A major practical advantage is compatibility. Bartlett Lake-S supports the LGA 1700 socket and works with Q/H/B series motherboards, which can simplify upgrades for commercial fleets and embedded desktop deployments that want to reuse existing infrastructure. Intel is also positioning these chips for AI enablement with support for widely used AI and deployment frameworks, including Intel OpenVINO, PyTorch, ONNX Runtime, and WinML. On top of that, the CPUs are described as Windows Server ready, and Intel is backing the platform with a 10-year availability plan alongside LTSC OS support—an important point for industrial, medical, retail, and other long-lifecycle systems.
At launch, Intel says there are 11 Bartlett Lake-S desktop CPUs ready to ship, spanning 8-core, 10-core, and 12-core options (again, all P-cores). The flagship is the Core 9 273PQE, featuring 12 P-cores and 24 threads, boosting up to 5.9 GHz with a 5.3 GHz all-core frequency and a 125W TDP. Intel also highlighted two other 12-core variants: the 65W Core 9 273PE with up to 5.7 GHz boost, and the 45W Core 9 273PTE boosting up to 5.5 GHz, giving OEMs flexibility across performance and power envelopes.
Across the full family, Bartlett Lake-S supports up to 192 GB of memory with ECC support and DDR5-5600 speeds. Expansion and connectivity are also strong for Edge and commercial workloads, with up to 16 PCIe Gen5 lanes plus 4 PCIe Gen4 lanes. Intel notes support for driving up to 4K displays, and the chips include integrated graphics, which is useful for space-constrained systems or deployments that don’t need a discrete GPU.
Intel also shared performance comparisons aimed at the commercial Edge audience. Using a 65W Core 9 273PE, Intel claims advantages versus a 65W AMD Ryzen 7 9700X, including up to 3.8x better deterministic chip performance, up to 2.5x higher response time, and up to 4.4x lower maximum PCIe latency. Intel’s comparison highlights how core counts and power classes differ at 65W, noting that AMD’s 65W lineup tops out at 8 cores while higher-core options often move into higher power ranges.
On the mobile and embedded side of Edge AI, Intel is also rolling out Core Ultra Series 3 “Panther Lake.” Here the messaging is centered on AI acceleration and total platform efficiency. Intel claims Panther Lake can deliver up to 4.5x improvement in AI tasks compared with an NVIDIA Jetson AGX Orin 64 GB solution, while also presenting performance leadership claims versus competing AMD and Qualcomm offerings in the same general space.
Beyond raw performance, Intel is framing Panther Lake as a cost-saving move for Edge deployments. According to the company, switching from a dual-system setup to a Panther Lake-based solution can provide up to 5.8x higher total cost of ownership benefit, translating to claimed savings of $5,549 USD in the scenario it presented. For organizations deploying fleets of Edge devices—where power, space, maintenance, and hardware footprint all matter—TCO can be just as important as benchmark wins.

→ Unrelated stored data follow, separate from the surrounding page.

//! WebSocket message types: envelope, commands, and events.

use chrono::{DateTime, Utc};
use serde::{Deserialize, Serialize};

/// Top-level WebSocket message envelope.
#[derive(Debug, Clone, Serialize, Deserialize)]
pub struct WsMessage {
    /// Client-provided ID for requests; server-generated for events.
    pub id: String,
    /// Message type discriminator.
    #[serde(rename = "type")]
    pub msg_type: WsMessageType,
    /// ISO-8601 timestamp.
    pub timestamp: DateTime<Utc>,
    /// Variant-specific payload.
    pub payload: serde_json::Value,
}

impl WsMessage {
    /// Builds a server message stamped with the current time.
    #[must_use]
    pub fn new(id: impl Into<String>, msg_type: WsMessageType, payload: serde_json::Value) -> Self {
        Self {
            id: id.into(),
            msg_type,
            timestamp: Utc::now(),
            payload,
        }
    }

    /// Builds an error reply with a numeric code.
    #[must_use]
    pub fn error(id: impl Into<String>, code: u16, message: &str) -> Self {
        Self::new(
            id,
            WsMessageType::Error,
            serde_json::json!({ "code": code, "message": message }),
        )
    }
}

/// Discriminator for WebSocket message types.
#[derive(Debug, Clone, Serialize, Deserialize, PartialEq, Eq)]
#[serde(rename_all = "snake_case")]
pub enum WsMessageType {
    /// Client → Server command.
    Command,
    /// Server → Client response to a command.
    Response,
    /// Server → Client broadcast event.
    Event,
    /// Server → Client error.
    Error,
}

/// Commands that a client can send over WebSocket, carried in the
/// envelope payload.
#[derive(Debug, Clone, PartialEq, Eq, Deserialize)]
#[serde(tag = "command", rename_all = "snake_case")]
pub enum WsCommand {
    /// Subscribe to events for specific sessions.
    Subscribe {
        /// Session IDs to subscribe to. Use `["*"]` for all sessions.
        session_ids: Vec<String>,
    },
    /// Unsubscribe from events for specific sessions.
    Unsubscribe {
        /// Session IDs to unsubscribe from.
        session_ids: Vec<String>,
    },
    /// Fetch the current state of one session.
    GetSession {
        /// Target session ID.
        session_id: String,
    },
}
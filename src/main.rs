//! catchlog-gateway server entry point.
//!
//! Starts the Axum HTTP server with REST and WebSocket endpoints.

use std::sync::Arc;

use anyhow::Context;
use tracing_subscriber::EnvFilter;

use catchlog_gateway::api;
use catchlog_gateway::app_state::AppState;
use catchlog_gateway::config::{GatewayConfig, LogFormat, StoreBackend};
use catchlog_gateway::domain::EventBus;
use catchlog_gateway::identify::GeminiClient;
use catchlog_gateway::persistence::{
    CatchLogStore, FileStore, KeyValueStore, MemoryStore, PostgresStore,
};
use catchlog_gateway::service::{CatchService, spawn_session_sweeper};

#[tokio::main]
async fn main() -> anyhow::Result<()> {
    let config = GatewayConfig::from_env().context("invalid configuration")?;
    init_tracing(config.log_format);
    tracing::info!(addr = %config.listen_addr, "starting catchlog-gateway");

    // Build persistence layer
    let store = open_store(&config).await?;
    let log_store = CatchLogStore::new(store);

    // Build identification client
    let identifier = GeminiClient::new(config.gemini_api_key.clone(), config.gemini_model.clone())
        .with_base_url(config.gemini_base_url.clone())
        .with_timeout(config.identify_timeout);
    tracing::info!(model = identifier.model(), "identification client ready");

    // Build service layer
    let event_bus = EventBus::new(config.event_bus_capacity);
    let catch_service = CatchService::load(
        Arc::new(identifier),
        log_store,
        event_bus,
        config.identify_timeout,
    )
    .await;

    let state = AppState::new(catch_service);
    let _sweeper = spawn_session_sweeper(Arc::clone(&state.catch_service), config.session_idle_timeout);
    tracing::info!(idle_secs = config.session_idle_timeout.as_secs(), "session sweeper started");

    // Build router
    let app = api::build_app(state, config.max_upload_bytes);

    #[cfg(feature = "swagger-ui")]
    let app = {
        use utoipa::OpenApi;
        app.merge(
            utoipa_swagger_ui::SwaggerUi::new("/swagger-ui")
                .url("/api-docs/openapi.json", api::openapi::ApiDoc::openapi()),
        )
    };

    // Start server
    let listener = tokio::net::TcpListener::bind(config.listen_addr)
        .await
        .with_context(|| format!("failed to bind {}", config.listen_addr))?;
    tracing::info!(addr = %config.listen_addr, "server listening");

    axum::serve(listener, app).await?;

    Ok(())
}

fn init_tracing(format: LogFormat) {
    let filter = EnvFilter::try_from_default_env().unwrap_or_else(|_| EnvFilter::new("info"));
    match format {
        LogFormat::Text => tracing_subscriber::fmt().with_env_filter(filter).init(),
        LogFormat::Json => tracing_subscriber::fmt()
            .json()
            .with_env_filter(filter)
            .init(),
    }
}

async fn open_store(config: &GatewayConfig) -> anyhow::Result<Arc<dyn KeyValueStore>> {
    let store: Arc<dyn KeyValueStore> = match config.store_backend {
        StoreBackend::File => {
            let store = FileStore::new(config.store_dir.clone());
            tracing::info!(dir = %store.dir().display(), "using file store");
            Arc::new(store)
        }
        StoreBackend::Memory => {
            tracing::warn!("using in-memory store; the catch log will not survive a restart");
            Arc::new(MemoryStore::new())
        }
        StoreBackend::Postgres => {
            tracing::info!("using postgres store");
            let store =
                PostgresStore::connect(&config.database_url, config.database_max_connections)
                    .await
                    .context("failed to connect to postgres")?;
            Arc::new(store)
        }
    };
    Ok(store)
}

As for release timing, Intel says both Core Series 2 Bartlett Lake and Core Ultra Series 3 Panther Lake are available now. One key detail for buyers: Bartlett Lake-S is not aimed at DIY retail channels. Instead, it will be sold through OEMs for commercial systems and Edge-focused deployments, reinforcing that this launch is primarily about business, industrial, and embedded use rather than the typical consumer upgrade market.